We present two cases involving individuals who developed non-pulsatile tinnitus after COVID-19 vaccine but with normal audiometry. MR venography in both cases showed severe transverse sinus stenosis with loss of vascular flow in the sigmoid sinus. Hypoperfusion was implicated in tinnitus, consistent with neuroinflammation secondary to altered blood flow; the potential role of altered cochlear perfusion and anti-neuroinflammatory regimens are considered.

By presenting these two cases, we aim to encourage brainstorming and gather readers’ opinions—not only regarding the potential role of sigmoid sinus stenosis as a possible cause of tinnitus, but also on the broader impact that altered venous flow may have on cerebral circulation and its potential contribution to neuroinflammation.

Although the role of microvascular disease on the brain inflammation is well recognized (15), current research primarily focuses on arterial involvement. Based on the observations described, we hypothesize that venous stasis may play a more significant role than currently acknowledged.

We invite readers to share their perspectives on this hypothesis, which may help us determine whether adjustments to the clinical trial design are warranted.

Materials and methods

This study included patients referred to the Neuromotor physiology laboratory at Santa Lucia Hospital for the persistent postural-perceptual dizziness and neuroinflammation clinical trial, but who failed to meet inclusion criteria because they were suffering from tinnitus without associated equilibrium disorders (human studies ethics approval # 0013698).

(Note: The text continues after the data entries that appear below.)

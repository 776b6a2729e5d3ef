use config::builder::{ConfigBuilder, DefaultState};
use config::{Config, ConfigError, Environment, File};
use ia_service::{AiProvider, IaServiceConfig, RetryPolicy};
use serde::{Deserialize, Serialize};
use std::time::Duration;

#[derive(Debug, Serialize, Deserialize, Clone)]
pub struct Settings {
    pub server: ServerSettings,
    pub ai: AiSettings,
    pub upload: UploadSettings,
}

#[derive(Debug, Serialize, Deserialize, Clone)]
pub struct ServerSettings {
    pub host: String,
    pub port: u16,
}

#[derive(Debug, Serialize, Deserialize, Clone)]
pub struct AiSettings {
    pub provider: AiProvider,
    pub model: Option<String>,
    pub base_url: Option<String>,
    /// Lido de GEMINI_API_KEY / OPENAI_API_KEY quando ausente na configuração
    #[serde(default, skip_serializing)]
    pub api_key: Option<String>,
    pub temperature: f32,
    pub max_tokens: u32,
    pub timeout_seconds: u64,
    pub max_attempts: u32,
    pub initial_backoff_ms: u64,
    pub prompt_file: Option<String>,
}

#[derive(Debug, Serialize, Deserialize, Clone)]
pub struct UploadSettings {
    pub max_bytes: usize,
}

impl Settings {
    pub fn new() -> Result<Self, ConfigError> {
        let run_mode = std::env::var("RUN_MODE").unwrap_or_else(|_| "development".into());

        let builder = Self::defaults()?
            // Arquivo de configuração base
            .add_source(File::with_name("config/default").required(false))
            // Arquivo específico do ambiente
            .add_source(File::with_name(&format!("config/{}", run_mode)).required(false))
            // EMAIL_TRIAGE__AI__PROVIDER=openai, etc.
            .add_source(Environment::with_prefix("EMAIL_TRIAGE").separator("__"));

        let mut settings: Settings = builder.build()?.try_deserialize()?;

        // Credencial do provedor vem do ambiente do processo
        if settings.ai.api_key.as_deref().map_or(true, str::is_empty) {
            settings.ai.api_key = std::env::var(settings.ai.provider.credential_env())
                .ok()
                .filter(|key| !key.trim().is_empty());
        }

        Ok(settings)
    }

    /// Valores padrão; `ai.model` fica sem padrão para seguir o provedor escolhido
    fn defaults() -> Result<ConfigBuilder<DefaultState>, ConfigError> {
        Config::builder()
            .set_default("server.host", "0.0.0.0")?
            .set_default("server.port", 8000)?
            .set_default("ai.provider", "gemini")?
            .set_default("ai.temperature", 0.2)?
            .set_default("ai.max_tokens", 500)?
            .set_default("ai.timeout_seconds", 30)?
            .set_default("ai.max_attempts", 3)?
            .set_default("ai.initial_backoff_ms", 1000)?
            .set_default("upload.max_bytes", 10 * 1024 * 1024)
    }

    /// Configuração do cliente de IA; `None` quando a credencial não existe
    pub fn ia_config(&self) -> Option<IaServiceConfig> {
        let api_key = self.ai.api_key.clone()?;

        let mut config = IaServiceConfig::new(api_key)
            .with_provider(self.ai.provider)
            .with_temperature(self.ai.temperature)
            .with_max_tokens(self.ai.max_tokens)
            .with_request_timeout(Duration::from_secs(self.ai.timeout_seconds));

        if let Some(model) = &self.ai.model {
            config = config.with_model(model.clone());
        }
        if let Some(base_url) = &self.ai.base_url {
            config = config.with_base_url(base_url.clone());
        }

        Some(config)
    }

    pub fn retry_policy(&self) -> RetryPolicy {
        RetryPolicy::new(
            self.ai.max_attempts,
            Duration::from_millis(self.ai.initial_backoff_ms),
        )
    }

    pub fn model_name(&self) -> String {
        self.ai
            .model
            .clone()
            .unwrap_or_else(|| self.ai.provider.default_model().to_string())
    }
}

impl Default for Settings {
    fn default() -> Self {
        Self {
            server: ServerSettings {
                host: "0.0.0.0".to_string(),
                port: 8000,
            },
            ai: AiSettings {
                provider: AiProvider::Gemini,
                model: None,
                base_url: None,
                api_key: None,
                temperature: 0.2,
                max_tokens: 500,
                timeout_seconds: 30,
                max_attempts: 3,
                initial_backoff_ms: 1000,
                prompt_file: None,
            },
            upload: UploadSettings {
                max_bytes: 10 * 1024 * 1024,
            },
        }
    }
}

#[cfg(test)]
mod tests {
    use super::*;
    use config::FileFormat;

    /// Settings a partir do config/default.toml versionado, com overrides
    fn shipped_settings(overrides: &[(&str, &str)]) -> Settings {
        let mut builder = Settings::defaults().unwrap().add_source(File::from_str(
            include_str!("../../config/default.toml"),
            FileFormat::Toml,
        ));
        for (key, value) in overrides {
            builder = builder.set_override(*key, *value).unwrap();
        }
        builder.build().unwrap().try_deserialize().unwrap()
    }

    #[test]
    fn test_shipped_config_uses_gemini_default_model() {
        let settings = shipped_settings(&[("ai.api_key", "test-key")]);
        let config = settings.ia_config().unwrap();

        assert_eq!(config.provider, AiProvider::Gemini);
        assert_eq!(config.model, "gemini-2.5-flash");
    }

    #[test]
    fn test_switching_provider_switches_default_model() {
        let settings = shipped_settings(&[("ai.provider", "openai"), ("ai.api_key", "sk-test")]);
        let config = settings.ia_config().unwrap();

        assert_eq!(config.provider, AiProvider::OpenAi);
        assert_eq!(config.model, "gpt-4o-mini");
        assert_eq!(settings.model_name(), "gpt-4o-mini");
    }

    #[test]
    fn test_ia_config_requires_key() {
        let settings = Settings::default();
        assert!(settings.ia_config().is_none());
    }

    #[test]
    fn test_ia_config_from_settings() {
        let mut settings = Settings::default();
        settings.ai.api_key = Some("key".to_string());
        settings.ai.provider = AiProvider::OpenAi;
        settings.ai.model = Some("gpt-4o".to_string());

        let config = settings.ia_config().unwrap();

        assert_eq!(config.provider, AiProvider::OpenAi);
        assert_eq!(config.model, "gpt-4o");
        assert_eq!(config.request_timeout, Duration::from_secs(30));
    }

    #[test]
    fn test_retry_policy_from_settings() {
        let policy = Settings::default().retry_policy();

        assert_eq!(policy.max_attempts, 3);
        assert_eq!(policy.delay_for(2), Duration::from_secs(2));
    }

    #[test]
    fn test_model_name_defaults_per_provider() {
        let mut settings = Settings::default();
        assert_eq!(settings.model_name(), "gemini-2.5-flash");

        settings.ai.provider = AiProvider::OpenAi;
        assert_eq!(settings.model_name(), "gpt-4o-mini");
    }
}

We therefore offered the patients an opportunity to be enrolled in our clinical trial, already registered on Clinical Trial.gov with number NCT06718452, titled Tinnitus and Treatment with PEALUT.

The study was conducted in accordance with the Declaration of Helsinki. The patients signed a written consent to participate to the study and authorized the publication of their data in anonymized form for scientific purposes. The patients were screened following the clinical practice guideline for tinnitus by Tunkel et al. (16), and an MRI/MRV evaluation was performed to evaluate for underlying structural, neuroinflammatory, or vascular disorders (17), such as multiple sclerosis (6) or sigmoid sinus stenosis (10–12).

We used a questionnaire requesting that patients describe the characteristics of tinnitus (Table 1), followed by a 5 question online questionnaire (https://www.starkey.com/tinnitus/tinnitus-test). Moreover, if patients agreed, we also performed the Tinnitus Handicap Inventory (THI).

Table 1

Table 1. The 5 questions to investigate tinnitus characteristics.

Audiological investigations

Pure Tone Auditory (PTA) test was performed in a silent cabin with earphones. Each ear was tested individually starting with the right side, without masking the contralateral side. Thresholds were tested at 125, 250, 500, 1,000, 2000, 4,000 and 8,000 Hz using the standard clinical ascending-descending procedure in 5 dB HL steps. Sensorineural Hearing Loss (SNHL) was classified following American Association Language -Hearing Association (ASHA) guidelines.

Tinnitus test was performed after assessing PTA. Each ear was tested sending a pure tone sound at 500, 1000, 2000, 4,000, 8,000 and 12,000 Hz with decibel defined based on the results of PTA; for example the sound was perceived at 35 dB in presence of mild SNHL.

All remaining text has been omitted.